■ **Exercise instructions**
Among the lines below, how many have the word "instead"? The reply is that number alone.

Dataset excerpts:
------------------------------------------------
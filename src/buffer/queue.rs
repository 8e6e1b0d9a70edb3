//! Unbounded handoff queue between two pipeline stages
//!
//! Carries compressed packets from the demuxer to a decoder, or decoded frames
//! from a decoder to the renderer. Push never blocks; pop blocks until an item
//! arrives or the producer has finished.
//!
//! The `finished` flag lives under the same mutex as the items, so checking it
//! and going to sleep happen atomically and a `set_finished` broadcast can never
//! be missed by a consumer about to wait.
//!
//! Dropping the consumer endpoint abandons the queue: whatever is still queued
//! is released and later pushes discard their item instead of storing it.

use std::collections::VecDeque;
use std::sync::Arc;
use std::time::Duration;

use log::trace;
use parking_lot::{Condvar, Mutex};

use super::flag::RoleClaims;
use super::{Inlet, Outlet};
use crate::{Error, Result};

struct QueueState<T> {
    items: VecDeque<T>,
    finished: bool,
    abandoned: bool,
}

/// Unbounded FIFO handoff queue with a monotonic `finished` flag.
///
/// Items are moved in by `push` and moved out by `pop`; the queue owns them in
/// between. Once finished and drained every `pop` returns `None` immediately.
pub struct HandoffQueue<T> {
    state: Mutex<QueueState<T>>,
    available: Condvar,
    roles: RoleClaims,
}

impl<T> HandoffQueue<T> {
    pub fn new() -> Self {
        Self {
            state: Mutex::new(QueueState {
                items: VecDeque::new(),
                finished: false,
                abandoned: false,
            }),
            available: Condvar::new(),
            roles: RoleClaims::new(),
        }
    }

    /// Append an item at the tail and wake one waiting consumer.
    ///
    /// Returns false, dropping `item`, once the consumer has abandoned the queue.
    pub fn push(&self, item: T) -> bool {
        self.offer(item).is_ok()
    }

    /// Like [`push`](Self::push) but hands the item back when nobody will read it.
    pub fn offer(&self, item: T) -> std::result::Result<(), T> {
        let mut state = self.state.lock();
        if state.abandoned {
            trace!("HandoffQueue: abandoned, item discarded");
            return Err(item);
        }
        state.items.push_back(item);
        trace!("HandoffQueue: size increased to {}", state.items.len());
        self.available.notify_one();
        Ok(())
    }

    /// Take the head item, blocking while the queue is empty and not finished.
    ///
    /// Returns `None` only once the queue is finished and fully drained.
    pub fn pop(&self) -> Option<T> {
        let mut state = self.state.lock();
        self.available
            .wait_while(&mut state, |s| s.items.is_empty() && !s.finished);
        Self::take_head(&mut state)
    }

    /// Like [`pop`](Self::pop) but gives up after `timeout`.
    ///
    /// Returns `Err(Error::Timeout)` if nothing arrived and the queue is still open.
    pub fn pop_timeout(&self, timeout: Duration) -> Result<Option<T>> {
        let mut state = self.state.lock();
        self.available.wait_while_for(
            &mut state,
            |s| s.items.is_empty() && !s.finished,
            timeout,
        );
        if state.items.is_empty() && !state.finished {
            return Err(Error::Timeout);
        }
        Ok(Self::take_head(&mut state))
    }

    /// Non-blocking pop. `None` means "nothing right now", not end-of-stream.
    pub fn try_pop(&self) -> Option<T> {
        let mut state = self.state.lock();
        state.items.pop_front()
    }

    fn take_head(state: &mut QueueState<T>) -> Option<T> {
        let item = state.items.pop_front();
        match item {
            Some(_) => trace!("HandoffQueue: size decreased to {}", state.items.len()),
            None => trace!("HandoffQueue: empty and finished"),
        }
        item
    }

    /// Mark the queue as finished and wake every blocked consumer.
    ///
    /// Idempotent; the flag never resets.
    pub fn set_finished(&self) {
        let mut state = self.state.lock();
        if !state.finished {
            state.finished = true;
            trace!("HandoffQueue: marked finished with {} items left", state.items.len());
        }
        self.available.notify_all();
    }

    /// Release every queued item and refuse new ones.
    ///
    /// Idempotent; the flag never resets.
    pub fn abandon(&self) {
        let discarded = {
            let mut state = self.state.lock();
            state.abandoned = true;
            std::mem::take(&mut state.items)
        };
        if !discarded.is_empty() {
            trace!("HandoffQueue: abandoned with {} items left", discarded.len());
        }
    }

    pub fn is_abandoned(&self) -> bool {
        self.state.lock().abandoned
    }

    /// True only when the queue is finished AND drained.
    pub fn is_finished(&self) -> bool {
        let state = self.state.lock();
        state.finished && state.items.is_empty()
    }

    /// Current item count. Advisory only under concurrent access.
    pub fn size(&self) -> usize {
        self.state.lock().items.len()
    }

    pub fn is_empty(&self) -> bool {
        self.size() == 0
    }
}

impl<T> Default for HandoffQueue<T> {
    fn default() -> Self {
        Self::new()
    }
}

impl<T: Send> HandoffQueue<T> {
    /// Claim the single producer endpoint of this queue.
    ///
    /// Dropping the returned handle finishes the queue, whatever path the
    /// producing thread leaves by.
    pub fn producer(self: &Arc<Self>) -> Result<QueueProducer<T>> {
        self.roles.claim_producer()?;
        Ok(QueueProducer {
            queue: Arc::clone(self),
        })
    }

    /// Claim the single consumer endpoint of this queue.
    pub fn consumer(self: &Arc<Self>) -> Result<QueueConsumer<T>> {
        self.roles.claim_consumer()?;
        Ok(QueueConsumer {
            queue: Arc::clone(self),
        })
    }
}

/// Producing side of a [`HandoffQueue`]. Finishes the queue on drop.
pub struct QueueProducer<T> {
    queue: Arc<HandoffQueue<T>>,
}

impl<T> QueueProducer<T> {
    /// Returns false when the consumer is gone and `item` was dropped.
    pub fn push(&self, item: T) -> bool {
        self.queue.push(item)
    }

    /// Finish the queue now instead of waiting for the drop.
    pub fn finish(&self) {
        self.queue.set_finished();
    }

    pub fn size(&self) -> usize {
        self.queue.size()
    }
}

impl<T> Drop for QueueProducer<T> {
    fn drop(&mut self) {
        self.queue.set_finished();
    }
}

/// Consuming side of a [`HandoffQueue`]. Abandons the queue on drop.
pub struct QueueConsumer<T> {
    queue: Arc<HandoffQueue<T>>,
}

impl<T> QueueConsumer<T> {
    pub fn pop(&self) -> Option<T> {
        self.queue.pop()
    }

    pub fn pop_timeout(&self, timeout: Duration) -> Result<Option<T>> {
        self.queue.pop_timeout(timeout)
    }

    pub fn is_finished(&self) -> bool {
        self.queue.is_finished()
    }

    pub fn size(&self) -> usize {
        self.queue.size()
    }
}

impl<T> Drop for QueueConsumer<T> {
    fn drop(&mut self) {
        self.queue.abandon();
    }
}

impl<T: Send> Outlet<T> for QueueProducer<T> {
    fn send(&mut self, item: T) -> std::result::Result<(), T> {
        self.queue.offer(item)
    }
}

impl<T: Send> Inlet<T> for QueueConsumer<T> {
    fn recv(&mut self) -> Option<T> {
        self.queue.pop()
    }
}

#[cfg(test)]
mod tests {
    use super::*;
    use std::thread;
    use std::time::Instant;

    #[test]
    fn test_fifo_order() {
        let queue = HandoffQueue::new();
        for i in 0..100 {
            queue.push(i);
        }
        for i in 0..100 {
            assert_eq!(queue.pop(), Some(i));
        }
        assert!(queue.is_empty());
    }

    #[test]
    fn test_abc_then_finish() {
        let queue = HandoffQueue::new();
        queue.push("A");
        queue.push("B");
        queue.push("C");

        assert_eq!(queue.pop(), Some("A"));
        assert_eq!(queue.pop(), Some("B"));
        assert_eq!(queue.pop(), Some("C"));

        queue.set_finished();
        let start = Instant::now();
        assert_eq!(queue.pop(), None);
        assert!(start.elapsed() < Duration::from_millis(100));
    }

    #[test]
    fn test_drain_then_terminate() {
        let queue = HandoffQueue::new();
        for i in 0..5 {
            queue.push(i);
        }
        queue.set_finished();

        // Finished but not drained yet
        assert!(!queue.is_finished());

        for i in 0..5 {
            assert_eq!(queue.pop(), Some(i));
        }
        assert!(queue.is_finished());
        assert_eq!(queue.pop(), None);
        assert_eq!(queue.pop(), None);
    }

    #[test]
    fn test_pop_blocks_until_push() {
        let queue = Arc::new(HandoffQueue::new());
        let consumer = {
            let queue = queue.clone();
            thread::spawn(move || queue.pop())
        };

        thread::sleep(Duration::from_millis(50));
        assert!(!consumer.is_finished());

        queue.push(42);
        assert_eq!(consumer.join().unwrap(), Some(42));
    }

    #[test]
    fn test_set_finished_wakes_all_waiters() {
        let queue: Arc<HandoffQueue<u32>> = Arc::new(HandoffQueue::new());
        let waiters: Vec<_> = (0..3)
            .map(|_| {
                let queue = queue.clone();
                thread::spawn(move || queue.pop())
            })
            .collect();

        thread::sleep(Duration::from_millis(50));
        queue.set_finished();

        for waiter in waiters {
            assert_eq!(waiter.join().unwrap(), None);
        }
    }

    #[test]
    fn test_pop_timeout() {
        let queue: HandoffQueue<u8> = HandoffQueue::new();
        assert!(matches!(
            queue.pop_timeout(Duration::from_millis(20)),
            Err(Error::Timeout)
        ));

        queue.push(7);
        assert_eq!(queue.pop_timeout(Duration::from_millis(20)).unwrap(), Some(7));

        queue.set_finished();
        assert_eq!(queue.pop_timeout(Duration::from_millis(20)).unwrap(), None);
    }

    #[test]
    fn test_try_pop_does_not_block() {
        let queue: HandoffQueue<u8> = HandoffQueue::new();
        assert_eq!(queue.try_pop(), None);
        queue.push(1);
        assert_eq!(queue.try_pop(), Some(1));
    }

    #[test]
    fn test_single_producer_and_consumer() {
        let queue: Arc<HandoffQueue<u8>> = Arc::new(HandoffQueue::new());
        let _producer = queue.producer().unwrap();
        let _consumer = queue.consumer().unwrap();

        assert!(matches!(queue.producer(), Err(Error::RoleClaimed("producer"))));
        assert!(matches!(queue.consumer(), Err(Error::RoleClaimed("consumer"))));
    }

    #[test]
    fn test_producer_drop_finishes_queue() {
        let queue: Arc<HandoffQueue<u32>> = Arc::new(HandoffQueue::new());
        let consumer = queue.consumer().unwrap();
        let producer = queue.producer().unwrap();

        let worker = thread::spawn(move || {
            producer.push(1);
            producer.push(2);
            // Leaves without an explicit finish
        });

        let mut received = Vec::new();
        while let Some(item) = consumer.pop() {
            received.push(item);
        }
        worker.join().unwrap();

        assert_eq!(received, vec![1, 2]);
        assert!(consumer.is_finished());
    }

    #[test]
    fn test_producer_panic_still_finishes_queue() {
        let queue: Arc<HandoffQueue<u32>> = Arc::new(HandoffQueue::new());
        let consumer = queue.consumer().unwrap();
        let producer = queue.producer().unwrap();

        let worker = thread::spawn(move || {
            producer.push(1);
            panic!("producer crashed");
        });

        assert_eq!(consumer.pop(), Some(1));
        assert_eq!(consumer.pop(), None);
        assert!(worker.join().is_err());
    }

    #[test]
    fn test_consumer_drop_abandons_queue() {
        let queue: Arc<HandoffQueue<u32>> = Arc::new(HandoffQueue::new());
        let mut producer = queue.producer().unwrap();
        let consumer = queue.consumer().unwrap();

        assert!(producer.push(1));
        assert!(producer.push(2));
        assert_eq!(consumer.pop(), Some(1));
        drop(consumer);

        // The leftover item is released and new ones are refused
        assert!(queue.is_abandoned());
        assert_eq!(queue.size(), 0);
        assert!(!producer.push(3));
        assert_eq!(producer.send(4), Err(4));
        assert_eq!(queue.size(), 0);
    }

    #[test]
    fn test_concurrent_fifo() {
        let queue = Arc::new(HandoffQueue::new());
        let producer = queue.producer().unwrap();
        let consumer = queue.consumer().unwrap();

        let writer = thread::spawn(move || {
            for i in 0..10_000u32 {
                producer.push(i);
            }
        });

        let reader = thread::spawn(move || {
            let mut expected = 0u32;
            while let Some(item) = consumer.pop() {
                assert_eq!(item, expected);
                expected += 1;
            }
            expected
        });

        writer.join().unwrap();
        assert_eq!(reader.join().unwrap(), 10_000);
    }
}
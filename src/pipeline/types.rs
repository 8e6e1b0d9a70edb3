//! Core types moving through the pipeline

use bytes::Bytes;
use std::time::Duration;

/// Timestamp representation for media units
#[derive(Debug, Clone, Copy, Default, PartialEq, Eq, PartialOrd, Ord)]
pub struct Timestamp {
    /// Microseconds since stream start
    pub micros: i64,
}

impl Timestamp {
    /// Create a new timestamp from microseconds
    pub fn from_micros(micros: i64) -> Self {
        Self { micros }
    }

    /// Create a timestamp from a duration since stream start
    pub fn from_duration(duration: Duration) -> Self {
        Self {
            micros: duration.as_micros() as i64,
        }
    }

    /// Convert to duration (negative timestamps clamp to zero)
    pub fn as_duration(&self) -> Duration {
        Duration::from_micros(self.micros.max(0) as u64)
    }
}

impl std::fmt::Display for Timestamp {
    fn fmt(&self, f: &mut std::fmt::Formatter<'_>) -> std::fmt::Result {
        write!(f, "{}µs", self.micros)
    }
}

/// Kind of media data
#[derive(Debug, Clone, Copy, PartialEq, Eq, Hash)]
pub enum MediaKind {
    /// Video frame data
    Video,
    /// Audio sample data
    Audio,
}

impl std::fmt::Display for MediaKind {
    fn fmt(&self, f: &mut std::fmt::Formatter<'_>) -> std::fmt::Result {
        match self {
            MediaKind::Video => write!(f, "Video"),
            MediaKind::Audio => write!(f, "Audio"),
        }
    }
}

/// Stream indices the demuxer routes on.
///
/// Packets whose stream index matches neither are dropped.
#[derive(Debug, Clone, Copy, Default, PartialEq, Eq)]
pub struct StreamLayout {
    pub video_stream: Option<usize>,
    pub audio_stream: Option<usize>,
}

impl StreamLayout {
    /// Classify a packet's stream index
    pub fn classify(&self, stream_index: usize) -> Option<MediaKind> {
        if self.video_stream == Some(stream_index) {
            Some(MediaKind::Video)
        } else if self.audio_stream == Some(stream_index) {
            Some(MediaKind::Audio)
        } else {
            None
        }
    }
}

/// Compressed unit read by the demuxer.
///
/// Not `Clone`: a packet is moved from the demuxer into a queue and from the
/// queue into a decoder exactly once.
pub struct Packet {
    /// Index of the stream this packet belongs to
    pub stream_index: usize,

    /// Compressed payload
    pub data: Bytes,

    /// Presentation timestamp
    pub pts: Timestamp,

    /// Whether this is a keyframe (video only)
    pub is_keyframe: bool,
}

impl Packet {
    pub fn new(stream_index: usize, data: Bytes, pts: Timestamp) -> Self {
        Self {
            stream_index,
            data,
            pts,
            is_keyframe: false,
        }
    }

    pub fn keyframe(mut self) -> Self {
        self.is_keyframe = true;
        self
    }

    /// Get the size of the payload in bytes
    pub fn size(&self) -> usize {
        self.data.len()
    }
}

impl std::fmt::Debug for Packet {
    fn fmt(&self, f: &mut std::fmt::Formatter<'_>) -> std::fmt::Result {
        f.debug_struct("Packet")
            .field("stream_index", &self.stream_index)
            .field("pts", &self.pts)
            .field("is_keyframe", &self.is_keyframe)
            .field("size", &self.size())
            .finish()
    }
}

/// Decoded picture handed from the video decoder to the renderer.
pub struct VideoFrame {
    /// Raw picture data, layout owned by the decoder/renderer pair
    pub data: Bytes,
    pub width: u32,
    pub height: u32,
    pub pts: Timestamp,
}

impl VideoFrame {
    pub fn size(&self) -> usize {
        self.data.len()
    }
}

impl std::fmt::Debug for VideoFrame {
    fn fmt(&self, f: &mut std::fmt::Formatter<'_>) -> std::fmt::Result {
        f.debug_struct("VideoFrame")
            .field("width", &self.width)
            .field("height", &self.height)
            .field("pts", &self.pts)
            .field("size", &self.size())
            .finish()
    }
}
//! In-process stand-ins for the media libraries
//!
//! Used by the command line demo and the tests to drive a full pipeline
//! without a container, codec or audio device.

use std::collections::VecDeque;
use std::sync::Arc;
use std::thread::{self, JoinHandle};
use std::time::Duration;

use anyhow::{Result, anyhow, bail};
use bytes::Bytes;
use log::{debug, info};
use parking_lot::Mutex;

use super::{AudioDecoder, AudioOutput, AudioPull, FrameRenderer, MediaSource, VideoDecoder};
use crate::pipeline::types::{Packet, StreamLayout, Timestamp, VideoFrame};
use crate::utils::sos::SignalOfStop;

pub const VIDEO_STREAM: usize = 0;
pub const AUDIO_STREAM: usize = 1;
/// Stream the pipeline does not route (subtitles, data tracks...)
pub const FOREIGN_STREAM: usize = 2;

const FRAME_INTERVAL_MICROS: i64 = 40_000;
const AUDIO_INTERVAL_MICROS: i64 = 20_000;
const KEYFRAME_INTERVAL: usize = 30;

/// Source producing interleaved video and audio packets.
///
/// Video packet `i` carries `i` as four little-endian bytes; audio packet `i`
/// carries `audio_packet_bytes` copies of `i as u8`.
pub struct SyntheticSource {
    layout: StreamLayout,
    packets: VecDeque<Packet>,
}

impl SyntheticSource {
    pub fn new(video_frames: usize, audio_packets: usize, audio_packet_bytes: usize) -> Self {
        let mut packets = VecDeque::with_capacity(video_frames + audio_packets);
        for i in 0..video_frames.max(audio_packets) {
            if i < video_frames {
                packets.push_back(Self::video_packet(i));
            }
            if i < audio_packets {
                packets.push_back(Packet::new(
                    AUDIO_STREAM,
                    Bytes::from(vec![i as u8; audio_packet_bytes]),
                    Timestamp::from_micros(i as i64 * AUDIO_INTERVAL_MICROS),
                ));
            }
        }

        Self {
            layout: StreamLayout {
                video_stream: Some(VIDEO_STREAM),
                audio_stream: Some(AUDIO_STREAM),
            },
            packets,
        }
    }

    /// Replay a fixed packet list.
    pub fn from_packets(layout: StreamLayout, packets: Vec<Packet>) -> Self {
        Self {
            layout,
            packets: packets.into(),
        }
    }

    /// Insert a packet of an unrouted stream after every `every` packets.
    pub fn with_foreign_packets(mut self, every: usize) -> Self {
        let every = every.max(1);
        let packets = std::mem::take(&mut self.packets);
        for (i, packet) in packets.into_iter().enumerate() {
            let pts = packet.pts;
            self.packets.push_back(packet);
            if (i + 1) % every == 0 {
                self.packets
                    .push_back(Packet::new(FOREIGN_STREAM, Bytes::from_static(b"sub"), pts));
            }
        }
        self
    }

    pub fn video_packet(index: usize) -> Packet {
        let packet = Packet::new(
            VIDEO_STREAM,
            Bytes::copy_from_slice(&(index as u32).to_le_bytes()),
            Timestamp::from_micros(index as i64 * FRAME_INTERVAL_MICROS),
        );
        if index % KEYFRAME_INTERVAL == 0 {
            packet.keyframe()
        } else {
            packet
        }
    }

    /// Packets not yet read
    pub fn remaining(&self) -> usize {
        self.packets.len()
    }
}

impl MediaSource for SyntheticSource {
    fn streams(&self) -> StreamLayout {
        self.layout
    }

    fn read_packet(&mut self) -> Result<Option<Packet>> {
        Ok(self.packets.pop_front())
    }
}

/// Turns each non-empty packet into one frame carrying the packet payload.
///
/// With a delay of `n` the decoder holds `n` frames back until the next
/// packets arrive, and hands them out on flush.
pub struct PassthroughVideoDecoder {
    width: u32,
    height: u32,
    delay: usize,
    pending: VecDeque<VideoFrame>,
}

impl PassthroughVideoDecoder {
    pub fn new(width: u32, height: u32) -> Self {
        Self {
            width,
            height,
            delay: 0,
            pending: VecDeque::new(),
        }
    }

    pub fn with_delay(mut self, delay: usize) -> Self {
        self.delay = delay;
        self
    }
}

impl VideoDecoder for PassthroughVideoDecoder {
    fn decode(&mut self, packet: Packet) -> Result<Vec<VideoFrame>> {
        if packet.data.is_empty() {
            bail!("empty video packet at {}", packet.pts);
        }
        self.pending.push_back(VideoFrame {
            data: packet.data,
            width: self.width,
            height: self.height,
            pts: packet.pts,
        });

        let ready = self.pending.len().saturating_sub(self.delay);
        Ok(self.pending.drain(..ready).collect())
    }

    fn flush(&mut self) -> Vec<VideoFrame> {
        self.pending.drain(..).collect()
    }
}

/// Audio packets already hold PCM; empty packets are decode errors.
#[derive(Default)]
pub struct PcmAudioDecoder;

impl AudioDecoder for PcmAudioDecoder {
    fn decode(&mut self, packet: Packet) -> Result<Bytes> {
        if packet.data.is_empty() {
            return Err(anyhow!("empty audio packet at {}", packet.pts));
        }
        Ok(packet.data)
    }
}

/// Renderer that records the timestamp of every drawn frame.
#[derive(Default)]
pub struct RecordingRenderer {
    drawn: Arc<Mutex<Vec<Timestamp>>>,
    frame_time: Option<Duration>,
}

impl RecordingRenderer {
    pub fn new() -> Self {
        Self::default()
    }

    /// Sleep this long per draw call, like a vsync-bound display.
    pub fn with_frame_time(mut self, frame_time: Duration) -> Self {
        self.frame_time = Some(frame_time);
        self
    }

    pub fn drawn(&self) -> Arc<Mutex<Vec<Timestamp>>> {
        self.drawn.clone()
    }
}

impl FrameRenderer for RecordingRenderer {
    fn draw(&mut self, frame: &VideoFrame) -> Result<()> {
        if frame.width == 0 || frame.height == 0 {
            bail!("cannot draw a {}x{} frame", frame.width, frame.height);
        }
        if let Some(frame_time) = self.frame_time {
            thread::sleep(frame_time);
        }
        self.drawn.lock().push(frame.pts);
        Ok(())
    }
}

/// Audio device that pulls periods on its own thread and keeps the PCM.
#[derive(Default)]
pub struct NullAudioOutput {
    captured: Arc<Mutex<Vec<u8>>>,
    pace: Option<Duration>,
    sos: SignalOfStop,
    worker: Option<JoinHandle<()>>,
}

impl NullAudioOutput {
    pub fn new() -> Self {
        Self::default()
    }

    /// Wait this long between pulls, e.g. one period, to play in real time.
    pub fn paced(mut self, period: Duration) -> Self {
        self.pace = Some(period);
        self
    }

    /// PCM pulled so far, silence padding excluded
    pub fn captured(&self) -> Arc<Mutex<Vec<u8>>> {
        self.captured.clone()
    }
}

impl AudioOutput for NullAudioOutput {
    fn start(&mut self, mut pull: AudioPull) -> Result<()> {
        if self.worker.is_some() {
            bail!("audio output already started");
        }

        let sos = self.sos.clone();
        let captured = self.captured.clone();
        let pace = self.pace;

        let worker = thread::Builder::new()
            .name("audio-output".into())
            .spawn(move || {
                info!("NullAudioOutput: started");
                let mut period = vec![0u8; pull.period_bytes()];
                while !sos.cancelled() {
                    let status = pull.fill(&mut period);
                    captured.lock().extend_from_slice(&period[..status.read]);
                    if status.end_of_stream {
                        debug!("NullAudioOutput: end of stream");
                        break;
                    }
                    if let Some(pace) = pace {
                        if sos.wait_timeout(pace) {
                            break;
                        }
                    }
                }
                info!("NullAudioOutput: stopped");
            })?;

        self.worker = Some(worker);
        Ok(())
    }

    fn stop(&mut self) {
        self.sos.cancel();
        if let Some(worker) = self.worker.take() {
            if worker.join().is_err() {
                log::error!("NullAudioOutput: output thread panicked");
            }
        }
    }
}

impl Drop for NullAudioOutput {
    fn drop(&mut self) {
        self.stop();
    }
}

#[cfg(test)]
mod tests {
    use super::*;

    #[test]
    fn test_source_interleaves_streams() {
        let mut source = SyntheticSource::new(2, 3, 4);
        let mut streams = Vec::new();
        while let Some(packet) = source.read_packet().unwrap() {
            streams.push(packet.stream_index);
        }
        assert_eq!(
            streams,
            vec![VIDEO_STREAM, AUDIO_STREAM, VIDEO_STREAM, AUDIO_STREAM, AUDIO_STREAM]
        );
        assert!(source.read_packet().unwrap().is_none());
    }

    #[test]
    fn test_foreign_packets_inserted() {
        let source = SyntheticSource::new(2, 2, 4).with_foreign_packets(2);
        assert_eq!(source.remaining(), 6);
        assert_eq!(source.packets[2].stream_index, FOREIGN_STREAM);
        assert_eq!(source.packets[5].stream_index, FOREIGN_STREAM);
    }

    #[test]
    fn test_video_decoder_delay_and_flush() {
        let mut decoder = PassthroughVideoDecoder::new(4, 4).with_delay(1);
        assert!(decoder.decode(SyntheticSource::video_packet(0)).unwrap().is_empty());

        let frames = decoder.decode(SyntheticSource::video_packet(1)).unwrap();
        assert_eq!(frames.len(), 1);
        assert_eq!(frames[0].pts, Timestamp::from_micros(0));

        let rest = decoder.flush();
        assert_eq!(rest.len(), 1);
        assert_eq!(rest[0].pts, Timestamp::from_micros(FRAME_INTERVAL_MICROS));
    }

    #[test]
    fn test_empty_packets_fail_to_decode() {
        let empty = || Packet::new(VIDEO_STREAM, Bytes::new(), Timestamp::default());
        assert!(PassthroughVideoDecoder::new(4, 4).decode(empty()).is_err());
        assert!(PcmAudioDecoder.decode(empty()).is_err());
    }

    #[test]
    fn test_renderer_records_frames() {
        let mut renderer = RecordingRenderer::new();
        let drawn = renderer.drawn();
        let frame = VideoFrame {
            data: Bytes::from_static(&[0; 4]),
            width: 1,
            height: 1,
            pts: Timestamp::from_micros(7),
        };
        renderer.draw(&frame).unwrap();
        assert_eq!(*drawn.lock(), vec![Timestamp::from_micros(7)]);

        let broken = VideoFrame { width: 0, ..frame };
        assert!(renderer.draw(&broken).is_err());
    }
}
pub mod sos;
------------------------------------------------
■ **Answer section**
2